Seems like a pretty big security flaw that we have actual solutions to.

You could maybe form a hackey way to allow only the signal process to an encrypted FUSE filesystem that decrypts its own keys on the fly, but again there's already ways to do this in software that isn't like using a wrench to plug a leak. (and this setup would just have it's own set of keys that need to be protected now, probably by a traditional method like kwallet)

[–] [email protected] 2 points 4 months ago (1 children)

I mean... Every serious operating system already has some form of keyring feature right?

[–] Sethayy 4 points 4 months ago

Ie. what signal should be using, yet isnt

[–] sun_is_ra 1 points 4 months ago (1 children)

there is SELinux which give more fine tuned permissions for each app but it was too complicated for me

[–] Sethayy 2 points 4 months ago

And if you're using SELinux as a kwallet/keyring replacement, you're using it wrong (but again security in layers doesn't stop you from using both)

[–] [email protected] 2 points 4 months ago

Not necessarily. There are many paths to exfiltrated data that don't require privileged access, and can be exploited through vulnerabilities in other applications.

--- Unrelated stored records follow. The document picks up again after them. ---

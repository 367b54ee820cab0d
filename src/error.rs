//! Error type shared by every pipeline stage.
use crate::types::LaneSide;
use std::path::Path;

pub type Result<T> = std::result::Result<T, LaneError>;

#[derive(Clone, Debug, PartialEq, thiserror::Error)]
pub enum LaneError {
    /// The input image could not be found or decoded.
    #[error("failed to load image {path}: {reason}")]
    ImageLoad { path: String, reason: String },

    /// An output image could not be encoded or written.
    #[error("failed to save {path}: {reason}")]
    ImageSave { path: String, reason: String },

    /// A tool configuration file could not be read or parsed.
    #[error("config {path}: {reason}")]
    Config { path: String, reason: String },

    /// A stage precondition was violated by a parameter or an input image.
    #[error("invalid parameter `{parameter}` for {stage}: {reason}")]
    InvalidParameter {
        stage: &'static str,
        parameter: &'static str,
        reason: String,
    },

    /// Too few classified samples (or a degenerate fit) for one lane side.
    #[error("insufficient samples for {side} lane: {samples} point(s)")]
    InsufficientSamples { side: LaneSide, samples: usize },
}

impl LaneError {
    pub fn invalid(
        stage: &'static str,
        parameter: &'static str,
        reason: impl Into<String>,
    ) -> Self {
        Self::InvalidParameter {
            stage,
            parameter,
            reason: reason.into(),
        }
    }

    pub(crate) fn image_load(path: &Path, reason: impl ToString) -> Self {
        Self::ImageLoad {
            path: path.display().to_string(),
            reason: reason.to_string(),
        }
    }

    pub(crate) fn image_save(path: &Path, reason: impl ToString) -> Self {
        Self::ImageSave {
            path: path.display().to_string(),
            reason: reason.to_string(),
        }
    }

    pub(crate) fn config(path: &Path, reason: impl ToString) -> Self {
        Self::Config {
            path: path.display().to_string(),
            reason: reason.to_string(),
        }
    }

    /// True for the per-side failure that the pipeline recovers from.
    pub fn is_recoverable(&self) -> bool {
        matches!(self, Self::InsufficientSamples { .. })
    }
}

[–] [email protected] 15 points 4 months ago (2 children)

Don't the keys have to be in plaintext at some point so they can be used

[–] Sethayy 5 points 4 months ago

Yeah but they don't have to be visible to every process the user runs, my Minecraft mods really don't need access to my encryption keys

[–] sun_is_ra 3 points 4 months ago

They could at least allow for setting paaword. Then your keys are encrypted with that password

[–] [email protected] 7 points 4 months ago (1 children)

I think the issue that they are trying to make is that there are modern ways of protecting the keys with hardware level security, that aren’t being used. As someone who works in AppSec this is all too common. All it takes is one library in an application to be popped (doesn’t have to be signal), and security keys end up leaked. If it isn’t already, I’m sure that signals keys will be included in exfil scripts.

Tools like TPM and SecureEnclaves (TrustZone,etc) mean that malware, and other nasties have a higher bar that they need to meet.

[–] [email protected] 4 points 4 months ago (1 children)

Yeah, and electron already has a secureStorage API that handles the OS interop for you. Which signal isn't using, and a PR already exists to enable...

[–] [email protected] 5 points 4 months ago

I'm not surprised... I think people ('the ones that care at least') would be horrified to know how much of this stuff slips through, because it's hard (there are so many other things that are pulling at developers that something falls through the cracks). Most of the time the right answer is to bring it up. Then thank them when they resolve the issue (with beer and pizza money at the very least).